Records from a dataset:
·····
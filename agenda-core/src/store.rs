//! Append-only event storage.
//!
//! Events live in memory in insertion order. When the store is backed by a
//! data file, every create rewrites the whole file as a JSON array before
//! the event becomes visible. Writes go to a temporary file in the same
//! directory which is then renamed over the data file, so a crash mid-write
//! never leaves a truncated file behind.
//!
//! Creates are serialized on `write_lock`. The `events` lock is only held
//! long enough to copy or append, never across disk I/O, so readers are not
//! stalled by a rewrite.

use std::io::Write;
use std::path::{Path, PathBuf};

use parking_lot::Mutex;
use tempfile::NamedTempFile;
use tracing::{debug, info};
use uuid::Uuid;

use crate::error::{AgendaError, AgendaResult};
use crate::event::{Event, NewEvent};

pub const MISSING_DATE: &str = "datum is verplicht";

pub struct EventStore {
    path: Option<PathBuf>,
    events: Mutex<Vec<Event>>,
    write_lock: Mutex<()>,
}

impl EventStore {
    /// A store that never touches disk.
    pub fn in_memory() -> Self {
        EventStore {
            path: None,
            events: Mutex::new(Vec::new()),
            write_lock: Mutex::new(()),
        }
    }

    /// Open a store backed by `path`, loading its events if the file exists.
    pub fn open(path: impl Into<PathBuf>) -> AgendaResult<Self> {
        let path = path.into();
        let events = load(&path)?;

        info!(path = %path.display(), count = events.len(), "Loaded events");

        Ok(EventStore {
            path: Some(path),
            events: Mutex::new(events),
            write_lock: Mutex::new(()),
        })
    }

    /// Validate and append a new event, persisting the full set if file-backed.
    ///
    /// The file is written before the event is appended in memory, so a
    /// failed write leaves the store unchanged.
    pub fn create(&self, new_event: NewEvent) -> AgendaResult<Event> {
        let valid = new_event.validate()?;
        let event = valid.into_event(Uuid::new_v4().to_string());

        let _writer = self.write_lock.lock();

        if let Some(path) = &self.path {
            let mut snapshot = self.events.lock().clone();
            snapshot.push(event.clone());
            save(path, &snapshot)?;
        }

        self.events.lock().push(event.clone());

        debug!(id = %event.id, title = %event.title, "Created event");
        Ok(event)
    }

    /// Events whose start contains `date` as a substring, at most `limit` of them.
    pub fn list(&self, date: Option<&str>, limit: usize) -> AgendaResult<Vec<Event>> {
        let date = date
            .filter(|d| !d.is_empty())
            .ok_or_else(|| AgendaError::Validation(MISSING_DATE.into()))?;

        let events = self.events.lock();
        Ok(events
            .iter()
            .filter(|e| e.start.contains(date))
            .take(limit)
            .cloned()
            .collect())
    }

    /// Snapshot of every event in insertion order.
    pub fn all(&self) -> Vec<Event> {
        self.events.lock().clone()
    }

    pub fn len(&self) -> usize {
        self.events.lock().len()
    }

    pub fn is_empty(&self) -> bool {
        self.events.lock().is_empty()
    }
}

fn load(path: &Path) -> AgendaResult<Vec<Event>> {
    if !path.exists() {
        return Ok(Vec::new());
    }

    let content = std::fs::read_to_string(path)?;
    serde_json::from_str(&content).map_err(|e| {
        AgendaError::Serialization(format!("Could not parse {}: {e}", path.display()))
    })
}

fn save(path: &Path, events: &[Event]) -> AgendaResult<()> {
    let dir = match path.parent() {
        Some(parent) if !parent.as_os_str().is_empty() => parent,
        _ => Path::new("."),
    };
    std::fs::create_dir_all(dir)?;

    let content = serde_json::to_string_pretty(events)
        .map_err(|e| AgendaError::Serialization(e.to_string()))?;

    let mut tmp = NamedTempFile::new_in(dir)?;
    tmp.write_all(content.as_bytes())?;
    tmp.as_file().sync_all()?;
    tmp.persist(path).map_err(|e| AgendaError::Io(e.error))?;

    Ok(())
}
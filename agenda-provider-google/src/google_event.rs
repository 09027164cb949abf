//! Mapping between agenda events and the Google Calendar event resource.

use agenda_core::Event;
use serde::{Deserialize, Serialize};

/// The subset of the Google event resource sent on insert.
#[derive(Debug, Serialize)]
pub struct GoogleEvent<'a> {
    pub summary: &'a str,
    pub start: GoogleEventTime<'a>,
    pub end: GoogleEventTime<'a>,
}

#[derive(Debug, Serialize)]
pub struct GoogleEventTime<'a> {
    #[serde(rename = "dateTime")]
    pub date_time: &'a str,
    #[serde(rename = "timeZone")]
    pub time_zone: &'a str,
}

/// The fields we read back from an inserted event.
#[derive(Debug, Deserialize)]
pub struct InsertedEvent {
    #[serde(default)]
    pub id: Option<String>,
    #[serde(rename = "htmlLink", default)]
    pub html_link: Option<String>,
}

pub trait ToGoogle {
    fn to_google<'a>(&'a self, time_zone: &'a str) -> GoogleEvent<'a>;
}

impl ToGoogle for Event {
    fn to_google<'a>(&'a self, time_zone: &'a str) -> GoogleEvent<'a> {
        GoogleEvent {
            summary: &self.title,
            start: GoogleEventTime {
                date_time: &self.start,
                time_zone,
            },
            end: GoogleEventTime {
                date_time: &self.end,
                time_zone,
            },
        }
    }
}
·····
Task details: Return the span of lines in the data above that opens at the line with "use uuid::Uuid;" and closes at the line with "pub fn all(&self)", exactly, ends included, nothing else.

Solution to this problem:
use uuid::Uuid;

use crate::error::{AgendaError, AgendaResult};
use crate::event::{Event, NewEvent};

pub const MISSING_DATE: &str = "datum is verplicht";

pub struct EventStore {
    path: Option<PathBuf>,
    events: Mutex<Vec<Event>>,
    write_lock: Mutex<()>,
}

impl EventStore {
    /// A store that never touches disk.
    pub fn in_memory() -> Self {
        EventStore {
            path: None,
            events: Mutex::new(Vec::new()),
            write_lock: Mutex::new(()),
        }
    }

    /// Open a store backed by `path`, loading its events if the file exists.
    pub fn open(path: impl Into<PathBuf>) -> AgendaResult<Self> {
        let path = path.into();
        let events = load(&path)?;

        info!(path = %path.display(), count = events.len(), "Loaded events");

        Ok(EventStore {
            path: Some(path),
            events: Mutex::new(events),
            write_lock: Mutex::new(()),
        })
    }

    /// Validate and append a new event, persisting the full set if file-backed.
    ///
    /// The file is written before the event is appended in memory, so a
    /// failed write leaves the store unchanged.
    pub fn create(&self, new_event: NewEvent) -> AgendaResult<Event> {
        let valid = new_event.validate()?;
        let event = valid.into_event(Uuid::new_v4().to_string());

        let _writer = self.write_lock.lock();

        if let Some(path) = &self.path {
            let mut snapshot = self.events.lock().clone();
            snapshot.push(event.clone());
            save(path, &snapshot)?;
        }

        self.events.lock().push(event.clone());

        debug!(id = %event.id, title = %event.title, "Created event");
        Ok(event)
    }

    /// Events whose start contains `date` as a substring, at most `limit` of them.
    pub fn list(&self, date: Option<&str>, limit: usize) -> AgendaResult<Vec<Event>> {
        let date = date
            .filter(|d| !d.is_empty())
            .ok_or_else(|| AgendaError::Validation(MISSING_DATE.into()))?;

        let events = self.events.lock();
        Ok(events
            .iter()
            .filter(|e| e.start.contains(date))
            .take(limit)
            .cloned()
            .collect())
    }

    /// Snapshot of every event in insertion order.
    pub fn all(&self) -> Vec<Event> {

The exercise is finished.